She's also learned about the challenges facing her patients in the simplest
aspects of medical care.
"Don't assume that the same resources are available to your
patients," she said. "If you ask them, 'Where do you get your
medications?' it may be 90 miles away."
Most of the graduates of the program stay in New Mexico, and perhaps 25
percent end up in rural areas, said Lewis. About half practice in underserved
Birkmayer specialized in addiction psychiatry now and is an assistant
professor at the medical school.
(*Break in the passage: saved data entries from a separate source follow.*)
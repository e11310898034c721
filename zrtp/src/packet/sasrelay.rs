use std::io::Cursor;

use super::*;

/// Length of the CFB-protected region of a SASRelay body.
pub const SASRELAY_ENCRYPTED_SIZE: usize = 2 + 1 + 1 + 4 + 32;

/// SASRelay lets a trusted MiTM hand the far leg's SAS to this endpoint
/// so the users compare one consistent string. Protected exactly like
/// Confirm.
#[derive(Debug, Clone, PartialEq, Eq)]
pub struct SasRelayMessage {
    pub hmac: [u8; 8],
    pub iv: [u8; 16],
    pub encrypted: Vec<u8>,
}

/// Decrypted view of the protected SASRelay fields.
#[derive(Debug, Clone, PartialEq, Eq, Default)]
pub struct SasRelayBody {
    pub sig_len: u8,
    pub flags: u8,
    /// Rendering scheme for the relayed value, 4-char component id.
    pub sas_scheme: [u8; 4],
    pub sashash: [u8; 32],
}

impl SasRelayBody {
    pub fn to_plaintext(&self) -> [u8; SASRELAY_ENCRYPTED_SIZE] {
        let mut out = [0u8; SASRELAY_ENCRYPTED_SIZE];
        out[2] = self.sig_len;
        out[3] = self.flags;
        out[4..8].copy_from_slice(&self.sas_scheme);
        out[8..40].copy_from_slice(&self.sashash);
        out
    }

    pub fn from_plaintext(buf: &[u8]) -> Result<Self> {
        if buf.len() != SASRELAY_ENCRYPTED_SIZE {
            return Err(Error::PacketMalformed("SASRelay"));
        }
        let mut sas_scheme = [0u8; 4];
        sas_scheme.copy_from_slice(&buf[4..8]);
        let mut sashash = [0u8; 32];
        sashash.copy_from_slice(&buf[8..40]);
        Ok(SasRelayBody {
            sig_len: buf[2],
            flags: buf[3],
            sas_scheme,
            sashash,
        })
    }
}

impl SasRelayMessage {
    pub fn marshal(&self, out: &mut Vec<u8>) -> Result<()> {
        if self.encrypted.len() != SASRELAY_ENCRYPTED_SIZE {
            return Err(Error::BadParam);
        }
        out.extend_from_slice(&self.hmac);
        out.extend_from_slice(&self.iv);
        out.extend_from_slice(&self.encrypted);
        Ok(())
    }

    pub fn unmarshal(r: &mut Cursor<&[u8]>) -> Result<Self> {
        let hmac: [u8; 8] = read_exact_array(r)?;
        let iv: [u8; 16] = read_exact_array(r)?;
        let encrypted: [u8; SASRELAY_ENCRYPTED_SIZE] = read_exact_array(r)?;
        Ok(SasRelayMessage {
            hmac,
            iv,
            encrypted: encrypted.to_vec(),
        })
    }
}
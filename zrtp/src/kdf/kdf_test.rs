use super::*;

const ZID_I: [u8; 12] = [1, 2, 3, 4, 5, 6, 7, 8, 9, 10, 11, 12];
const ZID_R: [u8; 12] = [13, 14, 15, 16, 17, 18, 19, 20, 21, 22, 23, 24];

#[test]
fn test_kdf_truncates_to_bit_length() {
    let ki = [0x55u8; 32];
    let ctx = kdf_context(&ZID_I, &ZID_R, &[0u8; 32]);

    let full = kdf(HashId::S256, &ki, LABEL_SAS, &ctx, 256);
    assert_eq!(full.len(), 32);

    let short = kdf(HashId::S256, &ki, LABEL_SAS, &ctx, 128);
    assert_eq!(short.len(), 16);
    assert_eq!(&full[..16], &short[..], "truncation keeps leftmost bits");
}

#[test]
fn test_kdf_labels_are_domain_separating() {
    let ki = [0x55u8; 32];
    let ctx = kdf_context(&ZID_I, &ZID_R, &[0u8; 32]);

    let a = kdf(HashId::S256, &ki, LABEL_INITIATOR_HMAC_KEY, &ctx, 256);
    let b = kdf(HashId::S256, &ki, LABEL_RESPONDER_HMAC_KEY, &ctx, 256);
    assert_ne!(a, b);
}

#[test]
fn test_s0_varies_with_shared_secrets() {
    let dhss = [0x99u8; 32];
    let th = [0x01u8; 32];
    let rs1 = [0xaau8; 32];

    let without = compute_s0(HashId::S256, &dhss, &ZID_I, &ZID_R, &th, &[None, None, None]);
    let with = compute_s0(
        HashId::S256,
        &dhss,
        &ZID_I,
        &ZID_R,
        &th,
        &[Some(&rs1), None, None],
    );
    assert_eq!(without.len(), 32);
    assert_ne!(without, with);
}

#[test]
fn test_secret_ids_differ_by_role() {
    let secret = [0x10u8; 32];
    let init = secret_id(HashId::S256, &secret, ROLE_INITIATOR);
    let resp = secret_id(HashId::S256, &secret, ROLE_RESPONDER);
    assert_ne!(init, resp);
}

#[test]
fn test_derive_stream_keys_mirror() {
    let s0 = [0x42u8; 32];
    let ctx = kdf_context(&ZID_I, &ZID_R, &[7u8; 32]);

    let initiator = derive_stream_keys(HashId::S256, &s0, &ctx, 16, true);
    let responder = derive_stream_keys(HashId::S256, &s0, &ctx, 16, false);

    // what one side sends with, the other verifies with
    assert_eq!(initiator.hmackey, responder.peer_hmackey);
    assert_eq!(initiator.zrtp_key, responder.peer_zrtp_key);
    assert_eq!(responder.hmackey, initiator.peer_hmackey);

    assert_eq!(initiator.srtp_local.master_key, responder.srtp_remote.master_key);
    assert_eq!(initiator.srtp_local.master_salt, responder.srtp_remote.master_salt);
    assert_eq!(initiator.srtp_remote.master_key, responder.srtp_local.master_key);

    // both ends agree on the session-level values
    assert_eq!(initiator.sashash, responder.sashash);
    assert_eq!(initiator.new_rs1, responder.new_rs1);
    assert_eq!(initiator.session_key, responder.session_key);

    assert_eq!(initiator.zrtp_key.len(), 16);
    assert_eq!(initiator.srtp_local.master_salt.len(), 14);
}

#[test]
fn test_multistream_s0_depends_on_context() {
    let sk = [0x31u8; 32];
    let a = compute_multistream_s0(HashId::S256, &sk, &kdf_context(&ZID_I, &ZID_R, &[1u8; 32]));
    let b = compute_multistream_s0(HashId::S256, &sk, &kdf_context(&ZID_I, &ZID_R, &[2u8; 32]));
    assert_ne!(a, b);
}

#[test]
fn test_preshared_key_slots() {
    let rs1 = [9u8; 32];
    let with = compute_preshared_key(HashId::S256, Some(&rs1), None, None);
    let without = compute_preshared_key(HashId::S256, None, None, None);
    assert_ne!(with, without);
}
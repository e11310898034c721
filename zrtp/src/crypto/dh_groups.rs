use lazy_static::lazy_static;
use num_bigint::BigUint;

/// RFC 3526 MODP group parameters for the finite-field DH schemes.
/// Generator is 2 for all three groups.
pub struct FfcGroup {
    pub prime: BigUint,
    pub generator: BigUint,
    /// Public value length on the wire, bytes.
    pub pv_len: usize,
    /// Secret exponent length, bytes.
    pub sv_len: usize,
}

const MODP_2048: &str = "\
FFFFFFFFFFFFFFFFC90FDAA22168C234C4C6628B80DC1CD129024E088A67CC74\
020BBEA63B139B22514A08798E3404DDEF9519B3CD3A431B302B0A6DF25F1437\
4FE1356D6D51C245E485B576625E7EC6F44C42E9A637ED6B0BFF5CB6F406B7ED\
EE386BFB5A899FA5AE9F24117C4B1FE649286651ECE45B3DC2007CB8A163BF05\
98DA48361C55D39A69163FA8FD24CF5F83655D23DCA3AD961C62F356208552BB\
9ED529077096966D670C354E4ABC9804F1746C08CA18217C32905E462E36CE3B\
E39E772C180E86039B2783A2EC07A28FB5C55DF06F4C52C9DE2BCBF695581718\
3995497CEA956AE515D2261898FA051015728E5A8AACAA68FFFFFFFFFFFFFFFF";

const MODP_3072: &str = "\
FFFFFFFFFFFFFFFFC90FDAA22168C234C4C6628B80DC1CD129024E088A67CC74\
020BBEA63B139B22514A08798E3404DDEF9519B3CD3A431B302B0A6DF25F1437\
4FE1356D6D51C245E485B576625E7EC6F44C42E9A637ED6B0BFF5CB6F406B7ED\
EE386BFB5A899FA5AE9F24117C4B1FE649286651ECE45B3DC2007CB8A163BF05\
98DA48361C55D39A69163FA8FD24CF5F83655D23DCA3AD961C62F356208552BB\
9ED529077096966D670C354E4ABC9804F1746C08CA18217C32905E462E36CE3B\
E39E772C180E86039B2783A2EC07A28FB5C55DF06F4C52C9DE2BCBF695581718\
3995497CEA956AE515D2261898FA051015728E5A8AAAC42DAD33170D04507A33\
A85521ABDF1CBA64ECFB850458DBEF0A8AEA71575D060C7DB3970F85A6E1E4C7\
ABF5AE8CDB0933D71E8C94E04A25619DCEE3D2261AD2EE6BF12FFA06D98A0864\
D87602733EC86A64521F2B18177B200CBBE117577A615D6C770988C0BAD946E2\
08E24FA074E5AB3143DB5BFCE0FD108E4B82D120A93AD2CAFFFFFFFFFFFFFFFF";

const MODP_4096: &str = "\
FFFFFFFFFFFFFFFFC90FDAA22168C234C4C6628B80DC1CD129024E088A67CC74\
020BBEA63B139B22514A08798E3404DDEF9519B3CD3A431B302B0A6DF25F1437\
4FE1356D6D51C245E485B576625E7EC6F44C42E9A637ED6B0BFF5CB6F406B7ED\
EE386BFB5A899FA5AE9F24117C4B1FE649286651ECE45B3DC2007CB8A163BF05\
98DA48361C55D39A69163FA8FD24CF5F83655D23DCA3AD961C62F356208552BB\
9ED529077096966D670C354E4ABC9804F1746C08CA18217C32905E462E36CE3B\
E39E772C180E86039B2783A2EC07A28FB5C55DF06F4C52C9DE2BCBF695581718\
3995497CEA956AE515D2261898FA051015728E5A8AAAC42DAD33170D04507A33\
A85521ABDF1CBA64ECFB850458DBEF0A8AEA71575D060C7DB3970F85A6E1E4C7\
ABF5AE8CDB0933D71E8C94E04A25619DCEE3D2261AD2EE6BF12FFA06D98A0864\
D87602733EC86A64521F2B18177B200CBBE117577A615D6C770988C0BAD946E2\
08E24FA074E5AB3143DB5BFCE0FD108E4B82D120A92108011A723C12A787E6D7\
88719A10BDBA5B2699C327186AF4E23C1A946834B6150BDA2583E9CA2AD44CE8\
DBBBC2DB04DE8EF92E8EFC141FBECAA6287C59474E6BC05D99B2964FA090C3A2\
233BA186515BE7ED1F612970CEE2D7AFB81BDD762170481CD0069127D5B05AA9\
93B4EA988D8FDDC186FFB7DC90A6C08F4DF435C934063199FFFFFFFFFFFFFFFF";

lazy_static! {
    pub static ref GROUP_2048: FfcGroup = FfcGroup {
        prime: BigUint::parse_bytes(MODP_2048.as_bytes(), 16).expect("constant prime"),
        generator: BigUint::from(2u8),
        pv_len: 256,
        sv_len: 32,
    };
    pub static ref GROUP_3072: FfcGroup = FfcGroup {
        prime: BigUint::parse_bytes(MODP_3072.as_bytes(), 16).expect("constant prime"),
        generator: BigUint::from(2u8),
        pv_len: 384,
        sv_len: 64,
    };
    pub static ref GROUP_4096: FfcGroup = FfcGroup {
        prime: BigUint::parse_bytes(MODP_4096.as_bytes(), 16).expect("constant prime"),
        generator: BigUint::from(2u8),
        pv_len: 512,
        sv_len: 64,
    };
}
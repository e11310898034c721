use std::sync::Arc;

use super::*;
use crate::packet::ErrorMessage;

/// Local failure: park every retransmission, announce the code to the
/// peer with bounded retries, wait for its ErrorAck.
pub(crate) fn enter_initiating_error(
    stream: &Arc<Stream>,
    inner: &mut StreamInner,
    outbox: &mut Outbox,
    code: ProtocolError,
) -> Result<()> {
    if matches!(
        inner.state,
        State::Error | State::PendingError | State::NoZrtp | State::None
    ) {
        return Ok(());
    }

    log::error!("stream {}: protocol error: {code}", stream.id());
    inner.last_error = Some(code);
    inner.srtp = None;
    stream.cancel_all_tasks();

    let msg = ErrorMessage::new(code);
    let raw = Message::Error(msg.clone()).marshal()?;
    inner.messages.error = Some(msg);
    inner.messages.error_raw = raw.clone();

    change_state(stream, inner, State::InitiatingError);
    outbox.security(SecurityEvent::ProtocolError(code));
    outbox.events.push(Emitted::NotSecure);
    outbox.send(MessageType::Error, raw);
    stream.schedule(TaskKind::Error, stream.ctx.timing.et);
    Ok(())
}

/// Error from the peer: acknowledge and park terminally.
pub(crate) fn on_error(
    stream: &Arc<Stream>,
    inner: &mut StreamInner,
    outbox: &mut Outbox,
    msg: ErrorMessage,
) -> Result<()> {
    let code = msg.error();
    log::error!("stream {}: peer reports error: {code}", stream.id());

    inner.last_error = Some(code);
    inner.srtp = None;
    stream.cancel_all_tasks();

    outbox.send(MessageType::ErrorAck, Message::ErrorAck.marshal()?);
    change_state(stream, inner, State::PendingError);
    change_state(stream, inner, State::Error);
    outbox.security(SecurityEvent::ProtocolError(code));
    outbox.events.push(Emitted::NotSecure);
    Ok(())
}

pub(crate) fn on_errorack(
    stream: &Arc<Stream>,
    inner: &mut StreamInner,
    _outbox: &mut Outbox,
) -> Result<()> {
    if inner.state != State::InitiatingError {
        return Ok(());
    }
    stream.cancel_task(TaskKind::Error);
    change_state(stream, inner, State::Error);
    Ok(())
}

/// Synchronous shutdown path of `Stream::stop`. A stream caught mid
/// exchange tells the peer it is going away; Secure and idle streams go
/// quietly.
pub(crate) fn stop_stream(stream: &Arc<Stream>, inner: &mut StreamInner, outbox: &mut Outbox) {
    let mid_exchange = matches!(
        inner.state,
        State::Start
            | State::WaitHelloAck
            | State::WaitHello
            | State::StartInitiatingSecure
            | State::InitiatingSecure
            | State::WaitConfirm1
            | State::WaitConfirmAck
            | State::PendingSecure
            | State::WaitConfirm2
    );
    if mid_exchange {
        log::debug!("stream {}: stopping mid exchange", stream.id());
        if let Ok(raw) =
            Message::Error(ErrorMessage::new(ProtocolError::ServiceUnavailable)).marshal()
        {
            outbox.send(MessageType::Error, raw);
        }
    }
}
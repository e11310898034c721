use std::sync::{Arc, Mutex};

use super::*;
use crate::cache::{InMemoryCache, SecretCache};
use crate::config::{EngineConfig, LicenseMode, Profile, SignalingRole};
use crate::crypto::{PkId, SasId};
use crate::engine::{Callbacks, PacketSender, ZrtpEngine};
use crate::error::ProtocolError;
use crate::event::EventHandler;
use crate::packet;
use crate::sched::{ScheduledTask, Scheduler, TaskKind};
use crate::session::Session;

const ZID_A: [u8; 12] = [
    0x01, 0x02, 0x03, 0x04, 0x05, 0x06, 0x07, 0x08, 0x09, 0x0a, 0x0b, 0x0c,
];
const ZID_B: [u8; 12] = [
    0x0d, 0x0e, 0x0f, 0x10, 0x11, 0x12, 0x13, 0x14, 0x15, 0x16, 0x17, 0x18,
];

#[derive(Default)]
struct TestSender {
    sent: Mutex<Vec<Vec<u8>>>,
}

impl PacketSender for TestSender {
    fn send_packet(&self, _stream_id: u32, packet: &[u8]) -> Result<usize> {
        self.sent.lock().unwrap().push(packet.to_vec());
        Ok(packet.len())
    }
}

/// Manual scheduler: tasks queue up and tests fire them explicitly, so
/// every scenario is deterministic without real timers.
#[derive(Default)]
struct TestScheduler {
    queue: Mutex<Vec<(u32, ScheduledTask)>>,
}

impl TestScheduler {
    /// Fires the next queued task of the given kind, returning its
    /// scheduled timeout.
    fn fire(&self, kind: TaskKind) -> Option<u32> {
        let entry = {
            let mut queue = self.queue.lock().unwrap();
            let pos = queue.iter().position(|(_, t)| t.kind() == kind)?;
            queue.remove(pos)
        };
        let timeout = entry.0;
        entry.1.run();
        Some(timeout)
    }

    fn pending(&self, kind: TaskKind) -> usize {
        self.queue
            .lock()
            .unwrap()
            .iter()
            .filter(|(_, t)| t.kind() == kind)
            .count()
    }
}
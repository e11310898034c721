use super::*;

fn run(detector: &mut dyn ReplayDetector, input: &[u64], expected: &[bool]) {
    for (i, seq) in input.iter().enumerate() {
        let ok = detector.check(*seq);
        assert_eq!(
            ok, expected[i],
            "check({seq}) at position {i} returned {ok}, expected {}",
            expected[i]
        );
        if ok {
            detector.accept();
        }
    }
}

#[test]
fn test_in_order_then_duplicate() {
    let mut d = SlidingWindowDetector::new(128, (1 << 48) - 1);
    run(
        &mut d,
        &[0, 1, 2, 3, 4, 4, 2, 5],
        &[true, true, true, true, true, false, false, true],
    );
}

#[test]
fn test_out_of_order_within_window() {
    let mut d = SlidingWindowDetector::new(128, (1 << 48) - 1);
    run(
        &mut d,
        &[10, 5, 6, 10, 5, 11],
        &[true, true, true, false, false, true],
    );
}

#[test]
fn test_older_than_window() {
    let mut d = SlidingWindowDetector::new(128, (1 << 48) - 1);
    run(&mut d, &[1000, 872, 873], &[true, false, true]);
}

#[test]
fn test_over_max_seq() {
    let mut d = SlidingWindowDetector::new(128, 100);
    run(&mut d, &[99, 100, 101], &[true, true, false]);
}

#[test]
fn test_check_without_accept_does_not_commit() {
    let mut d = SlidingWindowDetector::new(128, (1 << 48) - 1);
    assert!(d.check(7));
    // auth failed, accept never called
    assert!(d.check(7), "unaccepted index must stay usable");
    d.accept();
    assert!(!d.check(7));
}

#[test]
fn test_wrapped_rollover() {
    let max = u16::MAX as u64;
    let mut d = WrappedSlidingWindowDetector::new(64, max);
    run(
        &mut d,
        &[65533, 65534, 65535, 0, 1, 65535, 0, 2],
        &[true, true, true, true, true, false, false, true],
    );
}

#[test]
fn test_noop_accepts_everything() {
    let mut d = NoOpReplayDetector::new();
    run(&mut d, &[5, 5, 5], &[true, true, true]);
}
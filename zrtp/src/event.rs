use crate::error::ProtocolError;

/// Protocol progress notifications delivered to the host.
#[derive(Debug, Copy, Clone, PartialEq, Eq)]
#[non_exhaustive]
pub enum ProtocolEvent {
    IsClear,
    IsInitiatingSecure,
    IsPendingSecure,
    IsPendingClear,
    /// Discovery gave up, the peer never answered.
    NoZrtp,
    /// The first few Hellos went unanswered; the host may abandon early.
    NoZrtpQuick,
    IsClientEnrollment,
    NewUserEnrolled,
    UserAlreadyEnrolled,
    UserUnenrolled,
    LocalSasUpdated,
    RemoteSasUpdated,
    IsSecure,
    /// Securing fully finished: retained secrets rotated and persisted.
    IsSecureDone,
    /// Passive license rules blocked the secure transition.
    IsPassiveRestriction,
}

/// Attack and anomaly notifications. These must be surfaced to the user.
#[derive(Debug, Copy, Clone, PartialEq, Eq)]
#[non_exhaustive]
pub enum SecurityEvent {
    /// The stream entered the Error state; the code tells why.
    ProtocolError(ProtocolError),
    /// Incoming Hello does not match the hash received over signaling.
    WrongSignalingHash,
    /// A message HMAC failed against the key revealed by the hash chain.
    WrongMessageHmac,
    /// A cached retained secret exists on both sides but the values differ.
    MitmWarning,
}

/// Host-implemented event sink. Callbacks may fire from the scheduler
/// thread; implementations must not call back into the engine from them
/// while holding their own locks shared with media threads.
pub trait EventHandler: Send + Sync {
    fn on_protocol_event(&self, _stream_id: u32, _event: ProtocolEvent) {}

    fn on_security_event(&self, _stream_id: u32, _event: SecurityEvent) {}

    /// Simplified notification: the stream reached Secure.
    fn on_secure(&self, _stream_id: u32) {}

    /// Simplified notification: the stream left Secure or failed to get there.
    fn on_not_secure(&self, _stream_id: u32) {}
}

/// Sink that drops every event.
pub struct NullEventHandler;

impl EventHandler for NullEventHandler {}
use crate::crypto::{CipherId, HashId, PkId, SasId, TagLengthId};

/// Default interval retained secrets stay valid, 30 days in seconds.
pub const CACHE_DEFAULT_TTL: u32 = 30 * 24 * 60 * 60;

/// How many consecutive Preshared exchanges are allowed before a full DH
/// run is forced to restore key continuity.
pub const PRESHARED_MAX_ALLOWED: u32 = 20;

/// License mode restricts when this endpoint may initiate key agreement.
#[derive(Debug, Copy, Clone, PartialEq, Eq, Default)]
pub enum LicenseMode {
    /// Never send Commit; only answer an active peer.
    Passive,
    /// Initiate, except towards a passive peer.
    Active,
    /// No restrictions.
    #[default]
    Unlimited,
}

/// Which side of the signaling dialog started the call. A passive
/// endpoint that initiated signaling rejects all Commits.
#[derive(Debug, Copy, Clone, PartialEq, Eq, Default)]
pub enum SignalingRole {
    #[default]
    Unknown,
    Initiator,
    Responder,
}

/// Per-session preferences applied at `session_init`.
///
/// Preference lists are in priority order; the first entry also present
/// in the peer Hello wins its category.
#[derive(Debug, Clone)]
pub struct Profile {
    /// Permit SRTP termination via GoClear. When disabled all incoming
    /// GoClear packets are rejected and none are generated.
    pub allowclear: bool,
    /// Start securing automatically right after discovery.
    pub autosecure: bool,
    /// Set when the application may disclose stream keys.
    pub disclose_bit: bool,
    /// Answer a peer Hello with Commit instead of HelloAck, saving one
    /// round trip. Slow peers computing DH may prefer this off.
    pub discovery_optimization: bool,
    /// Retained secret time-to-live in seconds.
    pub cache_ttl: u32,
    /// Consecutive Preshared exchanges allowed before DH is forced.
    pub preshared_max_allowed: u32,
    /// Run the SRTP payload cipher in feedback mode instead of counter
    /// mode.
    pub srtp_feedback_mode: bool,
    pub sas_schemes: Vec<SasId>,
    pub cipher_types: Vec<CipherId>,
    pub pk_schemes: Vec<PkId>,
    pub auth_tag_lens: Vec<TagLengthId>,
    pub hash_schemes: Vec<HashId>,
}

impl Default for Profile {
    fn default() -> Self {
        Profile {
            allowclear: true,
            autosecure: true,
            disclose_bit: false,
            discovery_optimization: true,
            cache_ttl: CACHE_DEFAULT_TTL,
            preshared_max_allowed: PRESHARED_MAX_ALLOWED,
            srtp_feedback_mode: false,
            sas_schemes: vec![SasId::B32, SasId::B256],
            cipher_types: vec![CipherId::Aes1, CipherId::Aes3],
            pk_schemes: vec![PkId::Dh3k, PkId::Dh2k, PkId::Ec25, PkId::Mult],
            auth_tag_lens: vec![TagLengthId::Hs32, TagLengthId::Hs80],
            hash_schemes: vec![HashId::S256, HashId::S384],
        }
    }
}

/// Engine-wide configuration fixed at init.
#[derive(Debug, Clone)]
pub struct EngineConfig {
    /// 16-byte client identifier carried in Hello, space padded.
    pub client_id: [u8; 16],
    pub license_mode: LicenseMode,
    /// This endpoint is a trusted MiTM (PBX).
    pub is_mitm: bool,
    /// Use the long retry schedule for circuit-switched transports.
    pub csd_timing: bool,
}

impl EngineConfig {
    pub fn new(client_id: &str) -> Self {
        let mut id = [b' '; 16];
        let src = client_id.as_bytes();
        let n = src.len().min(16);
        id[..n].copy_from_slice(&src[..n]);
        EngineConfig {
            client_id: id,
            license_mode: LicenseMode::Unlimited,
            is_mitm: false,
            csd_timing: false,
        }
    }
}

impl Default for EngineConfig {
    fn default() -> Self {
        EngineConfig::new("zrtp-rs")
    }
}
He lives in Albuquerque but maintains
contacts with clinics around the state. "You don't have to live in a
small town to work there," he said.
After residency, Arizaga plans to return to Silver City and extend her
family's commitment to the medical profession there. Her father practices
dermatology and her mother holds a Ph.D. in clinical psychology.
Her sister, Teresa Arizaga-Morales, M.D. (another UNM grad and former
resident), is an inpatient attending psychiatrist at the Gila Regional Medical
Center in Silver City. The two have talked about how best to help their
community and provide services to the underserved.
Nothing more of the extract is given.